Double rupture. Celle du cinéaste et de son personnage. Le Cri marque une rupture précoce dans le cinéma d’Antonioni qui abandonne le monde de la bourgeoisie et du luxe pour s’intéresser à un ouvrier trahi par sa femme qui quitte son travail pour errer sur les routes de la plaine du Pò en compagnie de sa fille. L’autre nouveauté antonionienne est de centrer pour la première fois un film autour d’un personnage masculin. On sait qu’Antonioni sera longtemps associé à ses portraits de femmes magnifiques mais victimes, confrontées à des hommes veules. Chez Antonioni la femme est aérienne, seulement alourdie par la névrose (Le Désert rouge) mais prompte à se volatiliser comme dans L’avventura ou Identification d’une femme. L’homme au contraire est terrien, prosaïque, lourd comme en témoigne la chute mortelle d’Aldo dans Le Cri ou la mort des protagonistes de Zabriskie Point et Profession : reporter qui se rêvent en Icare, en hommes oiseaux mais finissent par mourir en paria, sous les balles de la police ou prostré sur un lit de chambre d’hôtel. La femme disparaît, s’échappe chez Antonioni, l’homme se fracasse et meurt.

« Je ne suis plus de nulle part » déclare Aldo dans Le Cri. C’est un homme en rupture de ban, comme plus tard le personnage de Jack Nicholson dans Profession : reporter, qui abandonne femme et famille pour partir dans une aventure métaphysique. Ici la rupture est plus triviale, désenchantée, sans espoir. Aldo est quitté par sa concubine (elle était déjà mariée avec un autre, qui vient de mourir) puis part à son tour avec sa fille et rencontre des femmes, interchangeables et décevantes (ancien amour, propriétaire d’une station-service, prostituée) qui ne parviennent pas à lui apporter la paix. Retour à la case départ après une odyssée sans gloire, puis suicide. Dans toute cette grisaille, il y a une petite fille triste qui accompagne un temps son père sur la route, avant une séparation déchirante. C’est le seul personnage d’enfant de l’œuvre d’Antonioni, qui prétendait ne pas les aimer. Un homme et un enfant vagabond, cela permet automatiquement au spectateur de penser au Kid de Chaplin. Une association qu’Antonioni explicite au milieu de son film lorsqu’Aldo et sa fille, perdus dans une zone industrielle, sont pris dans une bagarre de rue, tandis qu’au fond de l’écran on distingue une affiche italienne du Kid collée au mur. La rixe sera abrégée par l’apparition de policiers. Aucun hasard bien sûr dans cette étonnante mise en abyme, et c’est d’ailleurs la seule et unique fois qu’Antonioni rend ainsi hommage à un autre cinéaste, et pas n’importe lequel.
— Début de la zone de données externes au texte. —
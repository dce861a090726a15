//! `fabric drift tick`: manually trigger one drift-scheduler evaluation,
//! the same unit `fabric-core::drift::run_scheduler_loop` repeats on a
//! timer.

use anyhow::Result;
use sqlx::PgPool;

use fabric_core::clock::SystemClock;
use fabric_core::drift::{self, DriftThresholds, DriftTickResult};

use crate::assets::FileAssetQuery;

/// `fabric drift tick --tenant <t> --fixture <path> [--warning <f>] [--critical <f>]`.
///
/// `fixture` points at a JSON file describing the tenant's asset fleet
/// (see [`crate::assets`]); a missing fixture is treated as a fleet with
/// no assets, which always reports no drift.
pub async fn run_tick(
    pool: &PgPool,
    tenant_id: &str,
    fixture_path: &str,
    warning: f64,
    critical: f64,
) -> Result<()> {
    let asset_query = FileAssetQuery::new(fixture_path);
    let clock = SystemClock;
    let thresholds = DriftThresholds { warning, critical };

    let result = drift::tick_once(pool, &asset_query, &clock, tenant_id, thresholds).await?;

    match result {
        DriftTickResult::NoDrift { drift_score } => {
            println!("Tenant {tenant_id}: drift score {drift_score:.2}, within threshold.");
        }
        DriftTickResult::Seeded {
            drift_score,
            tier,
            task_id,
        } => {
            println!(
                "Tenant {tenant_id}: drift score {drift_score:.2} crossed {tier} threshold. \
                 Remediation task {task_id} seeded."
            );
        }
        DriftTickResult::AlreadySeeded { drift_score, tier } => {
            println!(
                "Tenant {tenant_id}: drift score {drift_score:.2} crossed {tier} threshold, \
                 but a remediation task for today already exists."
            );
        }
    }

    Ok(())
}

#[cfg(test)]
mod tests {
    // Requires a live Postgres pool; covered by fabric-core's integration
    // test fixtures.
}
L’homme qui filma et interpréta le vagabond le plus célèbre de l’histoire du cinéma, salué par l’un des maîtres de la modernité européenne, artiste de l’errance et du désespoir. Drôle de filiation, qui se poursuivra avec Wenders. Après Le Kid et Le Cri, il y aura bien sûr Alice dans les villes.

Dans Le Cri, Antonioni marche sur les plates-bandes de Fellini et Visconti qui quelques années auparavant avaient révolutionné le cinéma par leur approche néo-réaliste du prolétariat italien et des déclassés de la société de l’après-guerre. Antonioni pourtant se distingue du marxisme de Visconti et du christianisme de Fellini : le destin de son héros transcende son statut social, malgré un ancrage ouvrier très fort qui culmine avec la manifestation et la grève de l’épilogue. Aucune trace de spiritualité. Antonioni est un cinéaste politique, mais c’est avant tout l’homme et son rapport à l’existence – et pas seulement aux femmes et à la société – qui l’obsède. Notons enfin que ce chef-d’œuvre d’un grand cinéaste est aussi un chef-d’œuvre du cinéma italien et d’une industrie au sommet de sa force créatrice et artistique. La preuve en est que seuls les cinéastes italiens furent capables d’employer des acteurs américains à peine débarqués d’Hollywood et ne parlant pas un mot d’italien, et à les rendre crédibles et magnifiques en petit escroc romain (Broderick Crawford dans Il bidone), en aristocrate sicilien (Burt Lancaster dans Le Guépard) ou en prolétaire d’Emilie-Romagne (Steve Cochran dans Le Cri), avec l’aide de la magie de la postsynchronisation. Steve Cochran, modeste acteur de westerns de série et de télévision fut sans doute seul et malheureux sur son unique tournage italien, dirigé par un cinéaste intellectuel avec qui ses rapports furent compliqués. Il est pourtant juste et bouleversant, et c’est grâce au Cri qu’on se souvient encore de lui aujourd’hui.